Le bâtiment de six étages n° 12 sur Sivtsev VRAZHK, asymétrique et sans constructions voisines, rappelle un triste château. En 1914, le terrain est passé à Vladimir Nikolaïevitch Nikiforov, juré courtier de la Bourse de Moscou, qui possédait de nombreuses maisons à Moscou. Lui-même vivait sur Prechistenka, et sur ce terrain, il a construit un immeuble locatif selon le projet de V. Dubovski et N. Arkhipov.
Les fondations du bâtiment reprenaient les formes de la construction précédente, qui appartenait d'abord à la sous-officière N.A. Viktorina, puis à la veuve du secrétaire de province A.N. Kazanskaïa. Depuis 1896, le terrain appartenait à N.K. Lomov, fondateur de cours de comptabilité, qui l'a vendu à Nikiforov.
La maison est située sur la ligne rouge, avec une entrée principale donnant sur la rue et une arche menant à la cour. Deux bow-windows donnent sur Sivtsev VRAZHK.

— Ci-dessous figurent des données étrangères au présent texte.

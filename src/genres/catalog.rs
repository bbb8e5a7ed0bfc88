// Copyright (c) 2026 Robert L. Snyder, Sierra Vista, AZ
// Licensed under the MIT License. See LICENSE file in the project root for details.

//! Built-in genre catalog.

use super::{BassStyle, DrumPattern, GenreProfile};
use crate::music::ScaleType::*;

Dans la maison de Nikiforov vivaient plusieurs dentistes et le journaliste David Moïseïevitch Rozlovski. L'écrivain et journaliste E.G. Lundberg l'a présenté à Rozlovski, qui a loué une chambre à Pasternak. Pasternak y a vécu un an et demi dans des conditions de désolation, de famine et de terreur. En octobre 1917, l'état de siège a été déclaré à Moscou. Dans "Docteur Jivago", Pasternak a décrit ces événements, mentionnant les tranchées et les barricades dans les rues.
Pendant les combats, la maison sur Volkhonka, où vivait la famille Pasternak, a été endommagée. L'écrivain n'a pas pu se rendre à Sivtsev VRAZHK. Dans "La lettre de protection", il se souvenait de l'appartement de Rozlovski, décrivant son atmosphère et son quotidien.
Dans l'appartement de Rozlovski, Pasternak a écrit la nouvelle "L'enfance de Louvers". Pendant sa maladie de la grippe, connue sous le nom de "grippe espagnole", sa mère s'est occupée de lui. L.O. Pasternak a esquissé son fils allongé avec un livre. Cette période a inspiré Pasternak à créer le cycle poétique "Maladie", qui a été inclus dans le livre "Thèmes et variations". Le travail sur le cycle "Rupture" appartient également à cette époque.
Les conditions difficiles ont contraint Pasternak à retourner dans l'appartement parental pour soutenir sa famille. En 1919, la loi sur "l'agrandissement" a été adoptée, et Boris est devenu "le premier agrandisseur libre", renonçant à son autonomie récemment acquise.